E per concludere l’ultima chicca: mai correre rischi inutili proponendo qualcosa di originale. Cosa peraltro assai difficile per l’arrivista, essendo egli persona di una mediocrità imbarazzante, priva completamente d’ingegno e capacità. Meglio aderire ad idee che abbiano almeno inizialmente superaro il gradimento del capo. E proprio in questo sta forse l’unica vera dote dell’arrivista, ciò nell’intuire i gusti del superiore e nel porgergli iniziative che lo allietino in tale senso.
Ecco, tutto questo e molto altro, è ciò che serve per fare una brillante e velocissima carriera. Più che consigli pratici sono filosofia di vita, dottrina comportamentale per chi ambisce a primeggiare al di là dei propri obiettivi meriti.

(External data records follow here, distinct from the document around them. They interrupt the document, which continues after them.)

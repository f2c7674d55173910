//! Detector backed by an external inference program
//!
//! The program receives the encoded chart on stdin and these arguments after
//! any user-supplied ones:
//!
//! ```text
//! --model <path> --conf <threshold> --format <png|svg>
//! ```
//!
//! It must print one JSON object on stdout:
//!
//! ```json
//! {
//!   "detections": [{ "class": "Double Top", "conf": 0.81, "xyxy": [12, 40, 300, 210] }],
//!   "annotated": "/tmp/annotated.png"
//! }
//! ```
//!
//! `annotated` is optional; without it the input chart is used as the
//! annotated image.

use std::io::Write;
use std::path::{Path, PathBuf};
use std::process::{Command, Stdio};

use tracing::{debug, warn};

use crate::detect::{BoundingBox, Detection, DetectionResult, PatternDetector, PatternLabel};
use crate::render::{ChartImage, ImageFormat};
use crate::{Error, Ratio, Result};

#[derive(Debug, serde::Deserialize)]
struct RawDetection {
    class: String,
    conf: f64,
    #[serde(default)]
    xyxy: [f64; 4],
}

#[derive(Debug, serde::Deserialize)]
struct DetectorOutput {
    #[serde(default)]
    detections: Vec<RawDetection>,
    #[serde(default)]
    annotated: Option<PathBuf>,
}

/// Runs a model through an external program, one process per chart
#[derive(Debug, Clone)]
pub struct CommandDetector {
    program: PathBuf,
    args: Vec<String>,
    model_path: PathBuf,
}

impl CommandDetector {
    pub fn new(program: impl Into<PathBuf>, model_path: impl Into<PathBuf>) -> Self {
        Self {
            program: program.into(),
            args: Vec::new(),
            model_path: model_path.into(),
        }
    }

    /// Arguments passed before the generated ones
    pub fn args<I, S>(mut self, args: I) -> Self
    where
        I: IntoIterator<Item = S>,
        S: Into<String>,
    {
        self.args = args.into_iter().map(Into::into).collect();
        self
    }

    pub fn program(&self) -> &Path {
        &self.program
    }

    pub fn model_path(&self) -> &Path {
        &self.model_path
    }

    fn run(&self, image: &ChartImage, threshold: Ratio) -> Result<Vec<u8>> {
        let mut child = Command::new(&self.program)
            .args(&self.args)
            .arg("--model")
            .arg(&self.model_path)
            .arg("--conf")
            .arg(threshold.get().to_string())
            .arg("--format")
            .arg(image.format.as_str())
            .stdin(Stdio::piped())
            .stdout(Stdio::piped())
            .stderr(Stdio::piped())
            .spawn()
            .map_err(|e| {
                Error::Detect(format!("cannot start {}: {e}", self.program.display()))
            })?;

        let mut stdin = child
            .stdin
            .take()
            .ok_or_else(|| Error::Detect("detector stdin unavailable".to_string()))?;

        // stdin is fed while stdout/stderr are drained
        let output = std::thread::scope(|s| {
            let writer = s.spawn(move || stdin.write_all(&image.bytes));
            let output = child.wait_with_output();
            if let Ok(Err(e)) = writer.join() {
                warn!("detector closed stdin early: {e}");
            }
            output
        })?;

        if !output.status.success() {
            let stderr = String::from_utf8_lossy(&output.stderr);
            return Err(Error::Detect(format!(
                "{} exited with {}: {}",
                self.program.display(),
                output.status,
                stderr.trim()
            )));
        }

        Ok(output.stdout)
    }
}

impl PatternDetector for CommandDetector {
    fn detect(&self, image: &ChartImage, threshold: Ratio) -> Result<DetectionResult> {
        let stdout = self.run(image, threshold)?;
        let parsed: DetectorOutput = serde_json::from_slice(&stdout)
            .map_err(|e| Error::Detect(format!("invalid detector output: {e}")))?;

        // The threshold applies to the raw score, before display rounding.
        let detections = parsed
            .detections
            .into_iter()
            .filter(|raw| raw.conf >= threshold.get())
            .map(|raw| {
                Detection::new(
                    PatternLabel::parse(&raw.class),
                    raw.conf,
                    BoundingBox::from(raw.xyxy),
                )
            })
            .collect::<Result<Vec<_>>>()?;

        let annotated = match parsed.annotated {
            Some(path) => {
                let format = path
                    .extension()
                    .and_then(|ext| ext.to_str())
                    .and_then(ImageFormat::from_extension)
                    .unwrap_or(ImageFormat::Png);
                let bytes = std::fs::read(&path)?;
                ChartImage::new(format, image.width, image.height, bytes)
            }
            None => image.clone(),
        };

        debug!(
            program = %self.program.display(),
            found = detections.len(),
            "detector finished"
        );

        Ok(DetectionResult::new(detections, annotated))
    }
}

Una cosa tuttavia trascura di dire la Maier, e non è faccenda di poco conto: per abbracciare questa mentalità, per abdicare alla propria dignità di essere umano, e involarsi verso i luoghi di potere, occorre una spiccata propensione caratteriale. Non tutti gli esseri umani infatti sono tagliati per essere arrivisti, e non basta la buona volontà, né l’ostinata abnegazione per raggiungere risultati apprezzabili. Il vero arrivista è corrotto dentro, marcio fino in fondo di superbia ed egoismo, venduto senza pudore al miglior pagatore. Un’opportunista formidabile che eleva l’ambizione a valore assoluto.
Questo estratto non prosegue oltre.